Antonio Carlos Lopes (*)
A opção por cursar Medicina nasce do desejo genuíno de cuidar das pessoas, bem como de zelar pelo bem-estar do outro.
Ao menos na maioria dos casos. Porém, esse sonho não raramente vira pesadelo, quando se vence a etapa do vestibular em diversas escolas médicas do Brasil. Lamentavelmente a má qualidade da formação predomina em nosso País sob as vistas grossas das autoridades responsáveis pelo ensino e a saúde, entre outras. Assim, vemos jovens estudantes com potencial incrível tornarem-se vítimas de um estelionato da pior espécie.
O péssimo nível de docentes, a estrutura inadequada das faculdades, a falta de hospital-escola são flagrantes. Como em medicina praticamente não há reprovação, em curto espaço de tempo colocamos na linha de frente do atendimento milhares de profissionais com formação inadequada e insuficiente. Há quem diga que as lacunas de conhecimento podem ser corrigidas durante a residência. Falácia. Guardadas as proporções, isso seria como preparar o alicerce depois da casa construída.
Devido à mercantilização da formação e ao descompromisso social de maus empresários do ensino e gestores, o Brasil já é o segundo país do mundo com maior quantidade de cursos de Medicina. Os alunos concluem a graduação despreparados, pois não se leva em conta questões de suma importância para quem lidará com vidas humanas. Alguns possuem até certo nível de escolaridade, mas não a base necessária de educação médica.
Educação médica tem como esteio a ética, a moral, a construção de valores e a cidadania. Investe na construção do conhecimento e no aprendizado à beira do leito. Médico precisa obrigatoriamente ter princípios e gostar de gente. Mas isso não é a regra hoje em dia. O Exame do Conselho Regional de Medicina do Estado de São Paulo (CREMESP), já em sua 11ª edição, é uma evidência das distorções que aqui exponho.

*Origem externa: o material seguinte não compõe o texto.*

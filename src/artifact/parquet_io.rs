//! `Table` <-> Arrow `RecordBatch` <-> Parquet file conversion.
//!
//! The Python source treats this as `DataFrame.to_parquet`/`read_parquet`
//! (`persistence/files.py`); here the column's Arrow type is inferred from
//! the `Cell` variant its non-null values share.

use crate::errors::{AppError, AppResult};
use crate::types::{Cell, Table};
use arrow::array::{
    Array, ArrayRef, Date32Array, Float64Array, Int64Array, StringArray,
};
use arrow::datatypes::{DataType, Field, Schema};
use arrow::record_batch::RecordBatch;
use chrono::{Duration, NaiveDate};
use parquet::arrow::arrow_reader::ParquetRecordBatchReaderBuilder;
use parquet::arrow::ArrowWriter;
use std::fs::File;
use std::path::Path;
use std::sync::Arc;

const EPOCH: NaiveDate = match NaiveDate::from_ymd_opt(1970, 1, 1) {
    Some(d) => d,
    None => unreachable!(),
};

fn column_data_type(cells: &[Cell]) -> DataType {
    for cell in cells {
        match cell {
            Cell::Str(_) => return DataType::Utf8,
            Cell::Int(_) => return DataType::Int64,
            Cell::Decimal(_) => return DataType::Float64,
            Cell::Date(_) => return DataType::Date32,
            Cell::Null => continue,
        }
    }
    DataType::Utf8
}

fn column_to_array(cells: &[Cell], data_type: &DataType) -> AppResult<ArrayRef> {
    let array: ArrayRef = match data_type {
        DataType::Utf8 => Arc::new(StringArray::from(
            cells
                .iter()
                .map(|c| match c {
                    Cell::Str(s) => Some(s.clone()),
                    Cell::Null => None,
                    other => Some(other.to_comparable_string()),
                })
                .collect::<Vec<_>>(),
        )),
        DataType::Int64 => Arc::new(Int64Array::from(
            cells
                .iter()
                .map(|c| match c {
                    Cell::Int(v) => Some(*v),
                    _ => None,
                })
                .collect::<Vec<_>>(),
        )),
        DataType::Float64 => Arc::new(Float64Array::from(
            cells
                .iter()
                .map(|c| match c {
                    Cell::Decimal(v) => Some(*v),
                    _ => None,
                })
                .collect::<Vec<_>>(),
        )),
        DataType::Date32 => Arc::new(Date32Array::from(
            cells
                .iter()
                .map(|c| match c {
                    Cell::Date(d) => Some((*d - EPOCH).num_days() as i32),
                    _ => None,
                })
                .collect::<Vec<_>>(),
        )),
        other => {
            return Err(AppError::Config(format!(
                "unsupported artifact column type {other:?}"
            )))
        }
    };
    Ok(array)
}

pub fn table_to_record_batch(table: &Table) -> AppResult<RecordBatch> {
    let mut fields = Vec::new();
    let mut arrays = Vec::new();
    for (name, cells) in table.iter_columns() {
        let data_type = column_data_type(cells);
        fields.push(Field::new(name, data_type.clone(), true));
        arrays.push(column_to_array(cells, &data_type)?);
    }
    let schema = Arc::new(Schema::new(fields));
    Ok(RecordBatch::try_new(schema, arrays)?)
}

pub fn record_batch_to_table(batch: &RecordBatch) -> AppResult<Table> {
    let mut table = Table::with_row_count(batch.num_rows());
    for field in batch.schema().fields() {
        let column = batch
            .column_by_name(field.name())
            .expect("schema field must have a matching column");
        let cells = array_to_cells(column)?;
        table.push_column(field.name().clone(), cells);
    }
    Ok(table)
}

fn array_to_cells(array: &ArrayRef) -> AppResult<Vec<Cell>> {
    match array.data_type() {
        DataType::Utf8 => {
            let a = array
                .as_any()
                .downcast_ref::<StringArray>()
                .expect("Utf8 array downcast");
            Ok((0..a.len())
                .map(|i| {
                    if a.is_null(i) {
                        Cell::Null
                    } else {
                        Cell::Str(a.value(i).to_string())
                    }
                })
                .collect())
        }
        DataType::Int64 => {
            let a = array
                .as_any()
                .downcast_ref::<Int64Array>()
                .expect("Int64 array downcast");
            Ok((0..a.len())
                .map(|i| if a.is_null(i) { Cell::Null } else { Cell::Int(a.value(i)) })
                .collect())
        }
        DataType::Float64 => {
            let a = array
                .as_any()
                .downcast_ref::<Float64Array>()
                .expect("Float64 array downcast");
            Ok((0..a.len())
                .map(|i| {
                    if a.is_null(i) {
                        Cell::Null
                    } else {
                        Cell::Decimal(a.value(i))
                    }
                })
                .collect())
        }
        DataType::Date32 => {
            let a = array
                .as_any()
                .downcast_ref::<Date32Array>()
                .expect("Date32 array downcast");
            Ok((0..a.len())
                .map(|i| {
                    if a.is_null(i) {
                        Cell::Null
                    } else {
                        Cell::Date(EPOCH + Duration::days(a.value(i) as i64))
                    }
                })
                .collect())
        }
        other => Err(AppError::Config(format!(
            "unsupported parquet column type {other:?}"
        ))),
    }
}

pub fn write_table(table: &Table, path: &Path) -> AppResult<()> {
    if let Some(parent) = path.parent() {
        std::fs::create_dir_all(parent)?;
    }
    let batch = table_to_record_batch(table)?;
    let file = File::create(path)?;
    let mut writer = ArrowWriter::try_new(file, batch.schema(), None)?;
    writer.write(&batch)?;
    writer.close()?;
    Ok(())
}

pub fn read_table(path: &Path) -> AppResult<Table> {
    let file = File::open(path)?;
    let builder = ParquetRecordBatchReaderBuilder::try_new(file)?;
    let reader = builder.build()?;

    let mut table = Table::empty();
    for batch in reader {
        let batch = batch?;
        let chunk = record_batch_to_table(&batch)?;
        if table.column_count() == 0 {
            table = chunk;
        } else {
            append_rows(&mut table, &chunk);
        }
    }
    Ok(table)
}

fn append_rows(table: &mut Table, chunk: &Table) {
    for (name, values) in chunk.iter_columns() {
        let mut merged = table.column(name).map(|c| c.to_vec()).unwrap_or_default();
        merged.extend(values.iter().cloned());
        table.push_column(name.to_string(), merged);
    }
}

Em 2016, houve reprovação de 48% dos participantes. Ou seja, quase metade dos recém-formados não conta com a base mínima para passar na prova, que é bem rasa, aliás. Principalmente os que saem das instituições particulares, cujo percentual de inaptos chega a 58%. Recente levantamento da Sociedade de Medicina e Cirurgia de Campinas com médicos e acadêmicos da região concluiu que 61% alegam que a faculdade não contribuiu em nada, ou de forma pífia, para atuação frente ao mercado de trabalho, em relação às operadoras de saúde.
Além disso, a mesma declaração é utilizada referente à gestão e administração do negócio (57%) e do direito médico (30%). Ou seja, o profissional sai das escolas sem capacidade de lidar com os problemas da sociedade e com a rotina do ambiente de trabalho.
Saúde é coisa séria.
Escolas médicas sem estrutura necessária para munir o especialista de conteúdo científico, humano e prático comprometem a segurança da população. Aliás, pensar somente no aspecto monetário desse processo é desconsiderar o fator humano.
É, volto a frisar, estelionato.
(*) – É presidente da Sociedade Brasileira de Clínica Médica.